Roger Linters

The package roger provides the tools to analyse the coding style and documentation of R scripts for the automated grading system Roger the Omni Grader.

The tools are actually linters that analyse the code and documentation and report whether or not they respect good coding practices.

This page lists the linters included in roger and provides for each one a description and usage examples.

In a Nutshell

Using the linters first involves parsing the script file with the function getSourceData. The resulting object is then passed to as many linters as you wish.

srcData <- getSourceData("script.R")
assignment_style(srcData)
commas_style(srcData)
...

All linters in roger return TRUE if the code respects good coding practices, or else FALSE and a message indicating the nature of the error and the faulty lines.

The utility function all_style eases the process by running all available style linters at once.

srcData <- getSourceData("script.R")
all_style(srcData)

Style Linters

`assignment_style`

Check that the left assign symbol (<-) is used to assign values to objects instead of the equation assign symbol (=).

Problematic code

x = 2
z = c(x = 42, y = 43)

Correct code

x <- 2
z <- c(x = 42, y = 43)

Rationale

The correct and safe way to assign values to objects in R is with the assignment operator <- (or, in rare instances, ->). Furthermore, <- can be used anywhere, whereas = is only allowed at the top level.

The second line of the problematic code shows the ambiguity that arises when using = for assignment: the first instance is indeed an assignment operator, whereas the other two are used to name arguments.

Just use <- for assignment.

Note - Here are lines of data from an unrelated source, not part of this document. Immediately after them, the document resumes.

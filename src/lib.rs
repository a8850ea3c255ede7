//! # `pledge`: promises settled on serial lanes
//!
//! This crate implements deferred values with continuation chaining. Work
//! registers success and failure callbacks on a [promise::Promise]; each
//! callback runs exactly once, in registration order, and always
//! asynchronously with respect to whoever registered it, whether the result
//! was already known or not.
//!
//! Thread safety comes from lanes rather than locks. A [pool::LanePool] owns a
//! handful of [lane::Lane]s, each a single worker thread with a FIFO queue.
//! Every promise chain is bound to one lane, and its state is only touched by
//! jobs running there. Producers and consumers of a promise may live on any
//! thread.
//!
//! For the lane machinery, see the [lane] and [pool] modules. To see how
//! promises settle and chain, see the [promise] module; [combinator] has the
//! aggregate `all`.
//!
//! ## Example
//!
//! Settle a promise from one thread and chain on it from another:
//!
//! ```
//! use pledge::pool::LanePool;
//! use pledge::promise::{Promise, Resolution};
//! use std::thread;
//!
//! let pool = LanePool::new().unwrap();
//! let (deferred, promise) = pool.deferred::<String>();
//!
//! let greeting: Promise<String> = promise
//!     .and_then(|name| Ok(Resolution::Value(format!("Hello, {name}"))))
//!     .and_then(|s| Ok(format!("{s}!").into()));
//!
//! thread::spawn(move || deferred.resolve("world".into()));
//!
//! assert_eq!(greeting.wait().unwrap(), "Hello, world!");
//! ```
pub mod combinator;
pub mod lane;
pub mod pool;
pub mod promise;
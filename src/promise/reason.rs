use std::{
    any::Any,
    error::Error as StdError,
    fmt::{self, Debug, Display},
    sync::Arc,
};

/// Why a promise failed.
///
/// A reason is shared between every continuation observing the failure, so
/// cloning it is cheap. It wraps an [anyhow::Error]; converting a `Reason`
/// into an `anyhow::Error` and back yields the very same reason, which means
/// `?` inside a failure handler re-raises the original reason unchanged.
/// Attaching context makes a new reason; the original stays reachable through
/// [Reason::error]'s chain.
///
/// A promise can never be used as a reason: reasons are built from errors or
/// messages and [Promise](super::Promise) is neither.
#[derive(Clone)]
pub struct Reason(Arc<anyhow::Error>);

impl Reason {
    /// Wrap any error value.
    pub fn new<E>(err: E) -> Self
    where
        E: StdError + Send + Sync + 'static,
    {
        anyhow::Error::new(err).into()
    }

    /// A reason carrying only a message.
    pub fn msg<M>(msg: M) -> Self
    where
        M: Display + Debug + Send + Sync + 'static,
    {
        Self(Arc::new(anyhow::Error::msg(msg)))
    }

    pub(crate) fn from_panic(payload: Box<dyn Any + Send>) -> Self {
        match payload.downcast::<String>() {
            Ok(s) => Self::msg(*s),
            Err(payload) => match payload.downcast::<&'static str>() {
                Ok(s) => Self::msg(*s),
                Err(_) => Self::msg("callback panicked"),
            },
        }
    }

    /// The underlying error.
    pub fn error(&self) -> &anyhow::Error {
        &self.0
    }

    /// Attempt to view the underlying error as a concrete type.
    pub fn downcast_ref<E>(&self) -> Option<&E>
    where
        E: Display + Debug + Send + Sync + 'static,
    {
        self.0.downcast_ref::<E>()
    }

    /// Whether two reasons are the same shared failure.
    pub fn ptr_eq(&self, other: &Reason) -> bool {
        Arc::ptr_eq(&self.0, &other.0)
    }
}

impl From<anyhow::Error> for Reason {
    fn from(err: anyhow::Error) -> Self {
        // Only unwrap a bare reason. `anyhow::Error::downcast` also sees
        // through context, which would discard the new outer error.
        if !(*err).is::<Reason>() {
            return Self(Arc::new(err));
        }

        match err.downcast::<Reason>() {
            Ok(reason) => reason,
            Err(err) => Self(Arc::new(err)),
        }
    }
}

impl From<&'static str> for Reason {
    fn from(msg: &'static str) -> Self {
        Self::msg(msg)
    }
}

impl From<String> for Reason {
    fn from(msg: String) -> Self {
        Self::msg(msg)
    }
}

impl Display for Reason {
    fn fmt(&self, f: &mut fmt::Formatter<'_>) -> fmt::Result {
        Display::fmt(&*self.0, f)
    }
}

impl Debug for Reason {
    fn fmt(&self, f: &mut fmt::Formatter<'_>) -> fmt::Result {
        Debug::fmt(&*self.0, f)
    }
}

impl StdError for Reason {
    fn source(&self) -> Option<&(dyn StdError + 'static)> {
        self.0.source()
    }
}

/// The promise was dropped by everything able to settle it.
#[derive(Debug, Clone, Copy, PartialEq, Eq)]
pub struct Abandoned;

impl Display for Abandoned {
    fn fmt(&self, f: &mut fmt::Formatter<'_>) -> fmt::Result {
        f.write_str("promise abandoned before settling")
    }
}

impl StdError for Abandoned {}
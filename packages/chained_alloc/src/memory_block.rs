use std::num::NonZero;
use std::ptr::NonNull;

use crate::{Chunk, SlotIndex};

/// A contiguous memory region partitioned into [`Chunk`]s of one object size.
///
/// All chunks hold [`I::MAX_SLOTS`][SlotIndex::MAX_SLOTS] objects except possibly the last one,
/// which holds the remainder. Chunks lie in address order matching their position.
///
/// Like the chunks it contains, the block does not own its memory. Dropping a block leaves the
/// region untouched; whoever supplied the region returns it to its allocator.
#[derive(Debug)]
pub struct MemoryBlock<I: SlotIndex = u8> {
    storage: NonNull<u8>,
    object_count: NonZero<usize>,
    chunks: Vec<Chunk<I>>,
}

impl<I: SlotIndex> MemoryBlock<I> {
    /// Carves `object_count` slots of `object_size` bytes out of `storage`.
    ///
    /// # Panics
    ///
    /// Panics if `object_size` is smaller than the free list link.
    ///
    /// # Safety
    ///
    /// `storage` must be valid for reads and writes of `object_count * object_size` bytes for the
    /// entire lifetime of the block and must not be accessed through other pointers except those
    /// handed out by [`allocate()`][Self::allocate].
    #[must_use]
    pub unsafe fn new(
        storage: NonNull<u8>,
        object_size: usize,
        object_count: NonZero<usize>,
    ) -> Self {
        let chunk_count = object_count.get().div_ceil(I::MAX_SLOTS);
        let mut chunks = Vec::with_capacity(chunk_count);

        let mut remaining = object_count.get();
        let mut offset = 0_usize;

        while let Some(chunk_capacity) = NonZero::new(remaining.min(I::MAX_SLOTS)) {
            // SAFETY: offset + chunk_capacity * object_size never exceeds the region size the
            // caller vouched for, because we only ever consume `object_count` objects in total.
            let chunk_storage = unsafe { storage.byte_add(offset) };

            // SAFETY: The chunk gets a disjoint sub-range of the caller's region.
            chunks.push(unsafe { Chunk::new(chunk_storage, object_size, chunk_capacity) });

            // Neither can overflow/underflow: we stay within object_count objects of a region
            // that fits in virtual memory.
            remaining = remaining.wrapping_sub(chunk_capacity.get());
            offset = offset.wrapping_add(chunk_capacity.get().wrapping_mul(object_size));
        }

        Self {
            storage,
            object_count,
            chunks,
        }
    }

    /// Start of the memory region partitioned by this block.
    #[must_use]
    pub fn storage(&self) -> NonNull<u8> {
        self.storage
    }

    /// Total number of object slots in the block.
    #[must_use]
    pub fn object_count(&self) -> usize {
        self.object_count.get()
    }

    /// The chunks of this block, in address order.
    #[must_use]
    pub fn chunks(&self) -> &[Chunk<I>] {
        &self.chunks
    }

    pub(crate) fn chunk_mut(&mut self, index: usize) -> Option<&mut Chunk<I>> {
        self.chunks.get_mut(index)
    }

    /// Whether any chunk of the block has a vacant slot.
    #[must_use]
    pub fn is_memory_available(&self) -> bool {
        self.chunks.iter().any(Chunk::is_memory_available)
    }

    /// Whether `ptr` points into the region of this block.
    #[must_use]
    pub fn is_owned(&self, ptr: NonNull<u8>, object_size: usize) -> bool {
        let start = self.storage.addr().get();
        let end = start.wrapping_add(self.object_count().wrapping_mul(object_size));
        let addr = ptr.addr().get();

        start <= addr && addr < end
    }

    /// Allocates from the first chunk with a vacant slot.
    ///
    /// Returns the slot together with the index of the chunk that served it, so the caller can
    /// go straight back to that chunk next time. Returns `None` if every chunk is full.
    #[must_use]
    pub fn allocate(&mut self, object_size: usize) -> Option<(NonNull<u8>, usize)> {
        let (index, chunk) = self
            .chunks
            .iter_mut()
            .enumerate()
            .find(|(_, chunk)| chunk.is_memory_available())?;

        chunk.allocate(object_size).map(|ptr| (ptr, index))
    }

    /// Returns a slot to the chunk that owns it.
    ///
    /// # Safety
    ///
    /// `ptr` must have been returned by [`allocate()`][Self::allocate] on this block with the same
    /// `object_size` and must not have been deallocated since.
    pub unsafe fn deallocate(&mut self, ptr: NonNull<u8>, object_size: usize) {
        let chunk = self
            .chunks
            .iter_mut()
            .find(|chunk| chunk.is_owned(ptr, object_size));

        debug_assert!(
            chunk.is_some(),
            "pointer {ptr:?} does not belong to any chunk of block at {:?}",
            self.storage
        );

        if let Some(chunk) = chunk {
            // SAFETY: Forwarding guarantees from the caller; the chunk owns the pointer.
            unsafe {
                chunk.deallocate(ptr, object_size);
            }
        }
    }
}

#[cfg(test)]
#[cfg_attr(coverage_nightly, coverage(off))]
#[allow(
    clippy::indexing_slicing,
    clippy::arithmetic_side_effects,
    clippy::undocumented_unsafe_blocks,
    reason = "test code doesn't need the same safety rigor as production code"
)]
mod tests {
    use super::*;

    const OBJECT_SIZE: usize = size_of::<u64>();

    fn block_over(storage: &mut [u64]) -> MemoryBlock {
        let ptr = NonNull::new(storage.as_mut_ptr().cast::<u8>()).unwrap();
        unsafe { MemoryBlock::new(ptr, OBJECT_SIZE, NonZero::new(storage.len()).unwrap()) }
    }

    #[test]
    fn partitions_into_full_chunks_plus_remainder() {
        let mut storage = vec![0_u64; 600];
        let block = block_over(&mut storage);

        let sizes: Vec<_> = block.chunks().iter().map(Chunk::size).collect();
        assert_eq!(sizes, vec![255, 255, 90]);
        assert_eq!(block.object_count(), 600);
    }

    #[test]
    fn evenly_divisible_count_has_full_last_chunk() {
        let mut storage = vec![0_u64; 510];
        let block = block_over(&mut storage);

        let sizes: Vec<_> = block.chunks().iter().map(Chunk::size).collect();
        assert_eq!(sizes, vec![255, 255]);
    }

    #[test]
    fn chunks_are_contiguous_in_address_order() {
        let mut storage = vec![0_u64; 600];
        let block = block_over(&mut storage);

        let mut expected = block.storage();
        for chunk in block.chunks() {
            assert_eq!(chunk.storage(), expected);
            expected = unsafe { expected.byte_add(chunk.size() * OBJECT_SIZE) };
        }
    }

    #[test]
    fn allocate_reports_serving_chunk() {
        let mut storage = vec![0_u64; 300];
        let mut block = block_over(&mut storage);

        for _ in 0..255 {
            let (_, chunk_index) = block.allocate(OBJECT_SIZE).unwrap();
            assert_eq!(chunk_index, 0);
        }

        let (ptr, chunk_index) = block.allocate(OBJECT_SIZE).unwrap();
        assert_eq!(chunk_index, 1);
        assert!(block.chunks()[1].is_owned(ptr, OBJECT_SIZE));
    }

    #[test]
    fn exhausts_then_recovers_after_deallocate() {
        let mut storage = vec![0_u64; 10];
        let mut block = block_over(&mut storage);

        let ptrs: Vec<_> = (0..10)
            .map(|_| block.allocate(OBJECT_SIZE).unwrap().0)
            .collect();

        assert!(!block.is_memory_available());
        assert!(block.allocate(OBJECT_SIZE).is_none());

        unsafe { block.deallocate(ptrs[7], OBJECT_SIZE) };

        assert!(block.is_memory_available());
        assert_eq!(block.allocate(OBJECT_SIZE).unwrap().0, ptrs[7]);
    }

    #[test]
    fn disjoint_blocks_never_share_ownership() {
        let mut storage_a = vec![0_u64; 300];
        let mut storage_b = vec![0_u64; 300];
        let mut block_a = block_over(&mut storage_a);
        let mut block_b = block_over(&mut storage_b);

        for _ in 0..300 {
            let (from_a, _) = block_a.allocate(OBJECT_SIZE).unwrap();
            let (from_b, _) = block_b.allocate(OBJECT_SIZE).unwrap();

            assert!(block_a.is_owned(from_a, OBJECT_SIZE));
            assert!(!block_b.is_owned(from_a, OBJECT_SIZE));
            assert!(block_b.is_owned(from_b, OBJECT_SIZE));
            assert!(!block_a.is_owned(from_b, OBJECT_SIZE));
        }
    }
}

R aware editors provide shortcuts to type the symbol.

`close_brace_style`

Check that the closing braces are positioned according to standard bracing styles rules.

Problematic code

foo <- function(x, y) {
    if (x > 2)
        {   z <- 3
            y <- y + z}
    x^2 + y^3 + z^4
    }

Correct code

foo <- function(x, y) 
{
    if (x > 2)
    {
        z <- 3
        y <- y + z
    }
    x^2 + y^3 + z^4
}

Rationale

See open_brace_style.

`close_bracket_style`

Check that spacing around closing square brackets is valid.

Problematic code

z[1 ]
z[1,]

Correct code

z[1]
z[1, ]

Rationale

Closing brackets should not be immediately preceded by a space, unless that space is after a comma (as required by commas_style).

`close_parenthesis_style`

Check that spacing around closing parentheses is valid.

Problematic code

1 + (x + y )
for (i in 1:10 )

Correct code

1 + (x + y)
for (i in 1:10)

Rationale

Typeset parentheses in code as you would in prose. Case in point: a closing parenthesis should not be immediately preceded by a space.

`commas_style`

Check that commas are never preceded by a space and always followed by one, unless the comma ends the line.

Problematic code

z <- c(42,43)
z <- c(42 ,43)

Correct code

z <- c(42, 43)
z <- c(42,
       43)

Rationale

Spaces after commas allow code to breathe. You put spaces after commas — but never before — in prose, right? Well, just do the same in code. Spaces are cheap.

`comments_style`

Check that comment delimiters and the text of comments, when there is any, are separated by at least one space.

Problematic code

##comment
##---comment

Correct code

##
## comment
##--- comment

Rationale

Comments are just easier to read when set apart from their delimiters (one or many symbols #, possibly followed by other punctuation symbols). Spaces are cheap in comments too.

`left_parenthesis_style`

Check that spacing around left (or opening) parentheses is valid.

Problematic code

1 +(x + y)
1 + ( (x + y) + z)
for(i in 1:10)
sqrt (4)
z <- function (x) x^2

Correct code

1 + (x + y)
1 + ((x + y) + z)
for (i in 1:10)
sqrt(4)
z <- function(x) x^2

Rationale

Typeset parentheses in code as you would in prose. Case in point: a left parenthesis should always be preceded by a space, except in function calls or at the start of sub-expressions.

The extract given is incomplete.